──────── Working data
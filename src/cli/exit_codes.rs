//! Process exit codes.
//!
//! | Code | Meaning |
//! |------|---------|
//! | 0 | Success |
//! | 1 | Any other failure |
//! | 2 | Usage error (reported by clap) |
//! | 3 | Already running, already stopped, or another start in progress |
//! | 4 | Port held by an unrelated process |
//! | 5 | Runtime environment not built |

pub const SUCCESS: i32 = 0;
pub const FAILURE: i32 = 1;
pub const ALREADY_IN_STATE: i32 = 3;
pub const PORT_CONFLICT: i32 = 4;
pub const MISSING_ENVIRONMENT: i32 = 5;
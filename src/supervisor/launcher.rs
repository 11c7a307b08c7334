//! Detached process launch.

use crate::error::Result;
use std::fs::{self, File};
use std::io::Write;
use std::path::{Path, PathBuf};
use std::process::{Child, Command, Stdio};

/// What to run and where.
#[derive(Debug, Clone, PartialEq, Eq)]
pub struct LaunchSpec {
    pub program: PathBuf,
    pub args: Vec<String>,
    pub cwd: PathBuf,
    /// stdout and stderr are appended here.
    pub log_path: PathBuf,
}

/// A process started by a [`Launcher`].
pub trait LaunchedProcess {
    fn pid(&self) -> u32;

    /// `None` while running, otherwise a description of how it ended.
    fn exited(&mut self) -> Option<String>;
}

/// Starts the service process.
pub trait Launcher {
    fn launch(&self, spec: &LaunchSpec) -> Result<Box<dyn LaunchedProcess>>;
}

/// Spawns a child in its own process group with output sent to the log.
#[derive(Debug, Default, Clone, Copy)]
pub struct ChildLauncher;

struct SpawnedChild(Child);

impl LaunchedProcess for SpawnedChild {
    fn pid(&self) -> u32 {
        self.0.id()
    }

    fn exited(&mut self) -> Option<String> {
        match self.0.try_wait() {
            Ok(Some(status)) => Some(status.to_string()),
            Ok(None) => None,
            Err(e) => Some(format!("wait failed: {}", e)),
        }
    }
}

impl Launcher for ChildLauncher {
    fn launch(&self, spec: &LaunchSpec) -> Result<Box<dyn LaunchedProcess>> {
        if let Some(parent) = spec.log_path.parent() {
            fs::create_dir_all(parent)?;
        }
        let mut log = File::options()
            .create(true)
            .append(true)
            .open(&spec.log_path)?;
        writeln!(
            log,
            "--- tether start {} ---",
            chrono::Local::now().format("%Y-%m-%d %H:%M:%S")
        )?;
        let stderr = log.try_clone()?;

        let mut cmd = Command::new(&spec.program);
        cmd.args(&spec.args)
            .current_dir(&spec.cwd)
            .stdin(Stdio::null())
            .stdout(Stdio::from(log))
            .stderr(Stdio::from(stderr));

        #[cfg(unix)]
        {
            use std::os::unix::process::CommandExt;
            cmd.process_group(0);
        }

        let child = cmd.spawn()?;
        tracing::info!(
            "Launched {} (pid {}) in {}",
            spec.program.display(),
            child.id(),
            spec.cwd.display()
        );
        Ok(Box::new(SpawnedChild(child)))
    }
}

/// The last `count` lines of a log file, or an empty string if unreadable.
pub fn tail_lines(path: &Path, count: usize) -> String {
    let Ok(content) = fs::read_to_string(path) else {
        return String::new();
    };
    let lines: Vec<&str> = content.lines().collect();
    let start = lines.len().saturating_sub(count);
    lines[start..].join("\n")
}

#[cfg(test)]
mod tests {
    use super::*;
    use std::thread;
    use std::time::{Duration, Instant};
    use tempfile::TempDir;

    fn wait_for_exit(child: &mut Box<dyn LaunchedProcess>) -> String {
        let deadline = Instant::now() + Duration::from_secs(10);
        loop {
            if let Some(status) = child.exited() {
                return status;
            }
            assert!(Instant::now() < deadline, "child did not exit");
            thread::sleep(Duration::from_millis(20));
        }
    }

    #[cfg(unix)]
    #[test]
    fn output_goes_to_log() {
        let temp = TempDir::new().unwrap();
        let spec = LaunchSpec {
            program: PathBuf::from("/bin/sh"),
            args: vec!["-c".into(), "echo out; echo err >&2; pwd".into()],
            cwd: temp.path().to_path_buf(),
            log_path: temp.path().join("logs").join("service.log"),
        };

        let mut child = ChildLauncher.launch(&spec).unwrap();
        assert!(child.pid() > 0);
        wait_for_exit(&mut child);

        let log = fs::read_to_string(&spec.log_path).unwrap();
        assert!(log.starts_with("--- tether start"));
        assert!(log.contains("out"));
        assert!(log.contains("err"));
        let cwd = temp.path().canonicalize().unwrap();
        assert!(log.contains(cwd.to_str().unwrap()));
    }

    #[cfg(unix)]
    #[test]
    fn log_is_appended() {
        let temp = TempDir::new().unwrap();
        let log_path = temp.path().join("service.log");
        fs::write(&log_path, "earlier run\n").unwrap();

        let spec = LaunchSpec {
            program: PathBuf::from("/bin/sh"),
            args: vec!["-c".into(), "echo later".into()],
            cwd: temp.path().to_path_buf(),
            log_path: log_path.clone(),
        };
        let mut child = ChildLauncher.launch(&spec).unwrap();
        wait_for_exit(&mut child);

        let log = fs::read_to_string(&log_path).unwrap();
        assert!(log.starts_with("earlier run\n"));
        assert!(log.trim_end().ends_with("later"));
    }

    #[cfg(unix)]
    #[test]
    fn reports_exit_status() {
        let temp = TempDir::new().unwrap();
        let spec = LaunchSpec {
            program: PathBuf::from("/bin/sh"),
            args: vec!["-c".into(), "exit 3".into()],
            cwd: temp.path().to_path_buf(),
            log_path: temp.path().join("service.log"),
        };
        let mut child = ChildLauncher.launch(&spec).unwrap();
        assert!(wait_for_exit(&mut child).contains('3'));
    }

    #[test]
    fn missing_program_fails() {
        let temp = TempDir::new().unwrap();
        let spec = LaunchSpec {
            program: temp.path().join("venv/bin/python"),
            args: vec![],
            cwd: temp.path().to_path_buf(),
            log_path: temp.path().join("service.log"),
        };
        assert!(ChildLauncher.launch(&spec).is_err());
    }

    #[test]
    fn tail_returns_last_lines() {
        let temp = TempDir::new().unwrap();
        let path = temp.path().join("log");
        let content: String = (1..=30).map(|i| format!("line {}\n", i)).collect();
        fs::write(&path, content).unwrap();

        let tail = tail_lines(&path, 20);
        assert_eq!(tail.lines().count(), 20);
        assert!(tail.starts_with("line 11"));
        assert!(tail.ends_with("line 30"));
    }

    #[test]
    fn tail_of_missing_file_is_empty() {
        let temp = TempDir::new().unwrap();
        assert_eq!(tail_lines(&temp.path().join("nope"), 20), "");
    }
}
────────────────
Exercise requirements: Please provide nothing but the number of lines in the records that hold the string "service".

Task response: 5